Medical history included prostate cancer, atrial fibrillation, gout, sleep apnea, hypertension, hypercholesterolemia, and depression. There was a family history of Parkinson disease. The patient's work history was significant for at least 16 years of professional soccer in the United Kingdom as forward/striker with over 300 games. It is unknown how many subconcussive head injuries or concussions he experienced from heading the ball or colliding with other players or the ground.
After 6 years of symptoms, the patient's clinical diagnosis was changed to Alzheimer disease (AD) due to continued cognitive decline and repeat brain PET with subtle temporal/parietal hypometabolism. The mild parkinsonism did not progress. He died from complications due to prostate cancer approximately 10 years after cognitive symptom onset.

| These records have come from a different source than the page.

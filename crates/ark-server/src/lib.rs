//! HTTP server for ark.
//!
//! Serves a set of named storage roots over JSON/HTTP: object reads and
//! downloads, commits from upload sessions or existing objects, deletes,
//! and the upload-session lifecycle. All mutation goes through the lease protocol
//! of [`ark_store::StorageRoot`]; a lease conflict is reported as
//! `409 Conflict`, never waited on.

pub mod api;
pub mod auth;
pub mod config;
pub mod error;
pub mod handler;
pub mod router;
pub mod server;
pub mod state;

pub use auth::{Action, AllowAllAuth, AuthProvider, Credentials, Identity};
pub use config::{RootConfig, ServerConfig};
pub use error::{ServerError, ServerResult};
pub use server::ArkServer;
pub use state::AppState;
//! Device and expander descriptors.

use crate::error::BusError;

/// PCF8574 8-line expander address (A2..A0 = 0).
pub const PCF8574_ADDR: u8 = 0x20;
/// PCF8575 16-line expander address (A2..A0 = 1).
pub const PCF8575_ADDR: u8 = 0x27;
/// DS3231 real-time clock. Reserved on the bus, not polled.
pub const DS3231_ADDR: u8 = 0x68;

/// Standard-mode I2C clock.
pub const STANDARD_MODE_HZ: u32 = 100_000;

const MAX_SEVEN_BIT_ADDR: u8 = 0x7F;

/// Addressing mode used when registering a device on the bus.
#[derive(Debug, Clone, Copy, PartialEq, Eq, Default)]
#[cfg_attr(feature = "defmt", derive(defmt::Format))]
pub enum AddressWidth {
    #[default]
    SevenBit,
}

/// Everything the bus needs to talk to one physical device.
#[derive(Debug, Clone, Copy, PartialEq, Eq)]
#[cfg_attr(feature = "defmt", derive(defmt::Format))]
pub struct DeviceDescriptor {
    address: u8,
    address_width: AddressWidth,
    clock_speed_hz: u32,
}

impl DeviceDescriptor {
    /// Describe a 7-bit device. Returns `None` for addresses above `0x7F`.
    pub const fn new(address: u8, clock_speed_hz: u32) -> Option<Self> {
        if address > MAX_SEVEN_BIT_ADDR {
            return None;
        }
        Some(Self {
            address,
            address_width: AddressWidth::SevenBit,
            clock_speed_hz,
        })
    }

    pub const fn address(&self) -> u8 {
        self.address
    }

    pub const fn address_width(&self) -> AddressWidth {
        self.address_width
    }

    pub const fn clock_speed_hz(&self) -> u32 {
        self.clock_speed_hz
    }
}

/// Width of an expander port.
///
/// Carries both the number of I/O lines and the number of bytes a plain
/// read returns, so callers never derive one from the other by hand.
#[derive(Debug, Clone, Copy, PartialEq, Eq)]
#[cfg_attr(feature = "defmt", derive(defmt::Format))]
pub enum ExpanderWidth {
    /// PCF8574 style, one port byte.
    Width8,
    /// PCF8575 style, two port bytes (P0x first, then P1x).
    Width16,
}

impl ExpanderWidth {
    pub const fn line_count(self) -> usize {
        match self {
            Self::Width8 => 8,
            Self::Width16 => 16,
        }
    }

    pub const fn byte_count(self) -> usize {
        match self {
            Self::Width8 => 1,
            Self::Width16 => 2,
        }
    }

    pub const fn from_line_count(lines: usize) -> Option<Self> {
        match lines {
            8 => Some(Self::Width8),
            16 => Some(Self::Width16),
            _ => None,
        }
    }
}

/// One entry of the expansion registry.
#[derive(Debug, Clone, Copy, PartialEq, Eq)]
#[cfg_attr(feature = "defmt", derive(defmt::Format))]
pub struct ExpanderDescriptor {
    pub device: DeviceDescriptor,
    pub width: ExpanderWidth,
    pub label: &'static str,
}

impl ExpanderDescriptor {
    pub const fn new(
        device: DeviceDescriptor,
        width: ExpanderWidth,
        label: &'static str,
    ) -> Self {
        Self { device, width, label }
    }

    pub const fn line_count(&self) -> usize {
        self.width.line_count()
    }
}

/// Bytes returned by a single expander read.
///
/// Lives for one transaction only; the poll cycle decodes it immediately.
#[derive(Debug, Clone, Copy, PartialEq, Eq)]
#[cfg_attr(feature = "defmt", derive(defmt::Format))]
pub struct RawReading {
    bytes: [u8; 2],
    len: u8,
}

impl RawReading {
    pub fn new(bytes: &[u8]) -> Result<Self, BusError> {
        match *bytes {
            [b0] => Ok(Self { bytes: [b0, 0], len: 1 }),
            [b0, b1] => Ok(Self { bytes: [b0, b1], len: 2 }),
            _ => Err(BusError::InvalidLength(bytes.len())),
        }
    }

    pub fn as_bytes(&self) -> &[u8] {
        &self.bytes[..self.len as usize]
    }

    pub fn len(&self) -> usize {
        self.len as usize
    }

    pub fn is_empty(&self) -> bool {
        self.len == 0
    }

    /// Little-endian port word: first byte is lines 0..8.
    pub fn word(&self) -> u16 {
        u16::from_le_bytes(self.bytes)
    }
}
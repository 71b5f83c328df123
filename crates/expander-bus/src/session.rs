use embassy_time::Duration;

use crate::bus::ExpanderBus;
use crate::descriptor::DeviceDescriptor;
use crate::error::BusError;

/// RAII guard for one device attached to the bus.
///
/// Opening the session attaches the device. Dropping it detaches the device,
/// including when a read failed or the transaction future was dropped while
/// suspended.
pub struct DeviceSession<'a, B: ExpanderBus> {
    bus: &'a mut B,
    slot: Option<B::Slot>,
}

impl<'a, B: ExpanderBus> DeviceSession<'a, B> {
    /// Attach `device`. Nothing needs releasing if this fails.
    pub fn open(
        bus: &'a mut B,
        device: &DeviceDescriptor,
    ) -> Result<Self, BusError> {
        let slot = bus.attach(device)?;
        Ok(Self { bus, slot: Some(slot) })
    }

    /// Read exactly `buffer.len()` bytes from the attached device.
    pub async fn receive(
        &mut self,
        buffer: &mut [u8],
        timeout: Duration,
    ) -> Result<(), BusError> {
        // `slot` is only taken in `drop`.
        let slot = self.slot.as_ref().ok_or(BusError::AttachFailed)?;
        self.bus.receive(slot, buffer, timeout).await
    }
}

impl<B: ExpanderBus> Drop for DeviceSession<'_, B> {
    fn drop(&mut self) {
        if let Some(slot) = self.slot.take() {
            self.bus.detach(slot);
        }
    }
}
//! Raw port bytes to per-line states.

use crate::descriptor::{ExpanderWidth, RawReading};

/// Level of every line of one expander, as read in one poll.
///
/// Line `i` is bit `i` of the little-endian port word: lines 0..8 come from
/// the first byte, lines 8..16 from the second. High reads as `true`.
#[derive(Debug, Clone, Copy, PartialEq, Eq)]
#[cfg_attr(feature = "defmt", derive(defmt::Format))]
pub struct LineState {
    bits: u16,
    width: ExpanderWidth,
}

impl LineState {
    pub fn len(&self) -> usize {
        self.width.line_count()
    }

    pub fn is_empty(&self) -> bool {
        false
    }

    pub fn width(&self) -> ExpanderWidth {
        self.width
    }

    /// State of line `index`, `None` past the expander width.
    pub fn get(&self, index: usize) -> Option<bool> {
        (index < self.len()).then(|| (self.bits >> index) & 1 == 1)
    }

    /// Port word with unused high lines cleared.
    pub fn raw(&self) -> u16 {
        self.bits
    }

    pub fn iter(&self) -> impl Iterator<Item = bool> + '_ {
        (0..self.len()).map(move |i| (self.bits >> i) & 1 == 1)
    }

    /// Number of lines reading high.
    pub fn count_high(&self) -> u32 {
        self.bits.count_ones()
    }
}

/// Turn a raw reading into line states. Pure, no failure path.
///
/// Bytes beyond the width are ignored; a short reading leaves the missing
/// lines low. The poll cycle always reads `width.byte_count()` bytes.
pub fn decode(raw: &RawReading, width: ExpanderWidth) -> LineState {
    let bits = raw
        .as_bytes()
        .iter()
        .take(width.byte_count())
        .enumerate()
        .fold(0u16, |acc, (i, byte)| acc | (u16::from(*byte) << (8 * i)));
    LineState { bits, width }
}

At autopsy, the brain weighed 1,320 g with mild generalized atrophy and prominent atrophy of the entorhinal cortex and hippocampus. There was marked atrophy of the mammillary bodies and pallor of the locus ceruleus and substantia nigra. CA1 of the hippocampus demonstrated gliosis. A single focus of moderate neuritic plaques was found in the temporal lobe (figure, A), but plaques were otherwise diffuse. Frequent tau-positive neurofibrillary tangles were found throughout the neocortex (figure, B) and subcortical structures. Tau-immunoreactive astrocytes were also noted throughout the neural axis (figure, C and D). Brainstem neuronal processes also demonstrated abnormal tau immunoreactivity (figure, E). TDP-43 cytoplasmic inclusions were distributed throughout the brain (figure, F).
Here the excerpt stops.